The Rise of Industrial Zones
Special Economic Zones (SEZs) were also the beginning of a new era of industry by CPEC. It is planned to be nine throughout the country, among which is the Rashakai zone in Khyber Pakhtunkhwa and the Faisalabad industrial city. These areas are supposed to lure foreign investors, boost exports, and create job opportunities within such industries as steel, textiles, agriculture, and renewable energy. Initial indications reveal that they are effective.
Moreover, Chinese and domestic firms are establishing themselves and this is bringing new technology and management experience. More than 190,000 direct jobs have already been generated since 2015, and the figure is likely to continue.

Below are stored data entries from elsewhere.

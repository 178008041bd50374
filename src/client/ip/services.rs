use std::time::Duration;

use reqwest::header::CONTENT_TYPE;
use serde::Deserialize;
use tokio::sync::OnceCell;

pub const UNKNOWN_IP: &str = "unknown";
pub const DEFAULT_LOOKUP_TIMEOUT: Duration = Duration::from_secs(5);

#[derive(Debug, Deserialize)]
struct IpLookupResponse {
    ip: String,
}

/// Public IP of this session, looked up once and reused for every write.
///
/// Concurrent first callers wait on the same lookup. The lookup is bounded by
/// a timeout so writes never wait on an unresponsive service. A failed or
/// expired lookup is remembered as [`UNKNOWN_IP`] and never retried.
#[derive(Debug)]
pub struct PublicIp {
    lookup_url: Option<String>,
    timeout: Duration,
    cell: OnceCell<String>,
}

impl PublicIp {
    pub fn new(lookup_url: impl Into<String>) -> Self {
        let url = lookup_url.into();
        PublicIp {
            lookup_url: (!url.trim().is_empty()).then_some(url),
            timeout: DEFAULT_LOOKUP_TIMEOUT,
            cell: OnceCell::new(),
        }
    }

    pub fn with_timeout(mut self, timeout: Duration) -> Self {
        self.timeout = timeout;
        self
    }

    /// Skips the lookup entirely; every write is tagged with a fixed value.
    pub fn fixed(ip: impl Into<String>) -> Self {
        PublicIp {
            lookup_url: None,
            timeout: DEFAULT_LOOKUP_TIMEOUT,
            cell: OnceCell::new_with(Some(ip.into())),
        }
    }

    pub async fn get(&self, http: &reqwest::Client) -> &str {
        self.cell
            .get_or_init(|| async {
                let Some(url) = &self.lookup_url else {
                    return UNKNOWN_IP.to_string();
                };
                match tokio::time::timeout(self.timeout, lookup(http, url)).await {
                    Ok(Ok(ip)) => ip,
                    Ok(Err(e)) => {
                        log::warn!("Public IP lookup failed, tagging writes as {}: {}", UNKNOWN_IP, e);
                        UNKNOWN_IP.to_string()
                    }
                    Err(_) => {
                        log::warn!(
                            "Public IP lookup gave no answer within {:?}, tagging writes as {}",
                            self.timeout,
                            UNKNOWN_IP
                        );
                        UNKNOWN_IP.to_string()
                    }
                }
            })
            .await
    }
}

/// Accepts `{"ip": "..."}` or a bare address in plain text.
async fn lookup(http: &reqwest::Client, url: &str) -> Result<String, Box<dyn std::error::Error + Send + Sync>> {
    log::info!("Resolving public IP via {}", url);
    let res = http.get(url).send().await?.error_for_status()?;

    let is_json = res
        .headers()
        .get(CONTENT_TYPE)
        .and_then(|v| v.to_str().ok())
        .is_some_and(|v| v.contains("json"));

    let ip = if is_json {
        res.json::<IpLookupResponse>().await?.ip
    } else {
        res.text().await?
    };

    let ip = ip.trim().to_string();
    if ip.is_empty() {
        return Err("lookup service returned an empty address".into());
    }
    Ok(ip)
}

Expanding Trade and Growth
Pakistan China trade has also increased by leaps and bounds, with the value amounting to approximately 4.8 billion dollars in 2015 and 16 billion dollars in 2023. Manufacturing and logistics in Pakistan are growing faster than ever due to improved transport and increased industrial output. Analysts estimate that since its inception, CPEC has contributed between two and three and a half percent to the GDP of Pakistan through an increase in productivity as well as foreign investment.

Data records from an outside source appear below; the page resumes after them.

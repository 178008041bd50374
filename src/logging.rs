//! Daily CSV log files plus a stderr echo, behind the `log` facade.

use std::fs::{self, OpenOptions};
use std::path::{Path, PathBuf};
use std::sync::Mutex;

use chrono::Utc;
use chrono_tz::Tz;
use log::{Level, LevelFilter, Log, Metadata, Record, SetLoggerError};

use crate::config::LogConfig;

pub struct CsvLogger {
    dir: PathBuf,
    level: LevelFilter,
    timezone: Tz,
    echo: bool,
    write_lock: Mutex<()>,
}

impl CsvLogger {
    pub fn new(config: &LogConfig) -> Self {
        CsvLogger {
            dir: config.dir.clone(),
            level: config.level,
            timezone: config.timezone,
            echo: true,
            write_lock: Mutex::new(()),
        }
    }

    /// Disables the stderr echo, leaving only the CSV file.
    pub fn quiet(mut self) -> Self {
        self.echo = false;
        self
    }

    pub fn file_for_today(&self) -> PathBuf {
        let today = Utc::now().with_timezone(&self.timezone);
        self.dir.join(format!("logs-{}.csv", today.format("%Y-%m-%d")))
    }

    fn append(&self, level: Level, target: &str, message: &str) -> std::io::Result<()> {
        let _guard = self.write_lock.lock().unwrap_or_else(|poisoned| poisoned.into_inner());
        fs::create_dir_all(&self.dir)?;
        let now = Utc::now().with_timezone(&self.timezone);
        let file = OpenOptions::new().append(true).create(true).open(self.file_for_today())?;

        let mut writer = csv::Writer::from_writer(file);
        writer
            .write_record([now.to_rfc3339().as_str(), level.as_str(), target, message])
            .map_err(std::io::Error::other)?;
        writer.flush()
    }
}

impl Log for CsvLogger {
    fn enabled(&self, metadata: &Metadata) -> bool {
        metadata.level() <= self.level
    }

    fn log(&self, record: &Record) {
        if !self.enabled(record.metadata()) {
            return;
        }
        let message = record.args().to_string();
        // stdout is reserved for command output
        if self.echo {
            eprintln!("[{}] {}", record.level(), message);
        }
        if let Err(e) = self.append(record.level(), record.target(), &message) {
            eprintln!("Could not write log file in {}: {}", self.dir.display(), e);
        }
    }

    fn flush(&self) {}
}

/// Installs the CSV logger as the global logger.
pub fn init(config: &LogConfig) -> Result<(), SetLoggerError> {
    log::set_boxed_logger(Box::new(CsvLogger::new(config)))?;
    log::set_max_level(config.level);
    Ok(())
}

/// Reads back the rows of a log file; used by tooling and tests.
pub fn read_rows(path: &Path) -> Result<Vec<Vec<String>>, csv::Error> {
    let mut reader = csv::ReaderBuilder::new().has_headers(false).from_path(path)?;
    reader
        .records()
        .map(|row| row.map(|r| r.iter().map(str::to_string).collect()))
        .collect()
}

Phase II, Green and Digital Growth
However, the emphasis is changing now that CPEC enters the second phase. The subsequent wave is estimated to be green power, digital infrastructure, and sustainable development. The solar and wind projects are increasingly entering the mix. Digital connectivity is expanding through new fiber networks built under CPEC, benefiting e-commerce, online learning, and tech startups. Provided that it pays off, this stage would generate numerous opportunities among the youth in the areas that were not even there when CPEC was first established.
Challenges Ahead
Naturally, it has not been smooth sailing all along. There are concerns about debts and whether Pakistan benefits fairly. Others mention delays and bureaucracy slowing projects. These material issues must be addressed carefully if CPEC fulfills its long-term promises. However, it is also reasonable to note that Pakistan is now incredibly different than it used to be ten years ago. Power outages are virtually eliminated, the roads and ports are far superior and the way to industrial and digital growth is more evident.
A New Economic Era
CPEC is not a bunch of roads and power plants anymore rather it has turned into a symbol of economic change. In the case of Pakistan, it has been an opportunity to modernize and to begin considering itself as a constituent of a larger regional economy and not as an independent market. Much remains to be seen, but in case Phase II maintains momentum and remains sustainability and innovation-driven, CPEC may prove to be one of the landmark economic turning points in the history of Pakistan.
⚠ Disclaimer
The views and opinions expressed in this article are exclusively those of the author and do not reflect the official stance, policies, or perspectives of the Platform.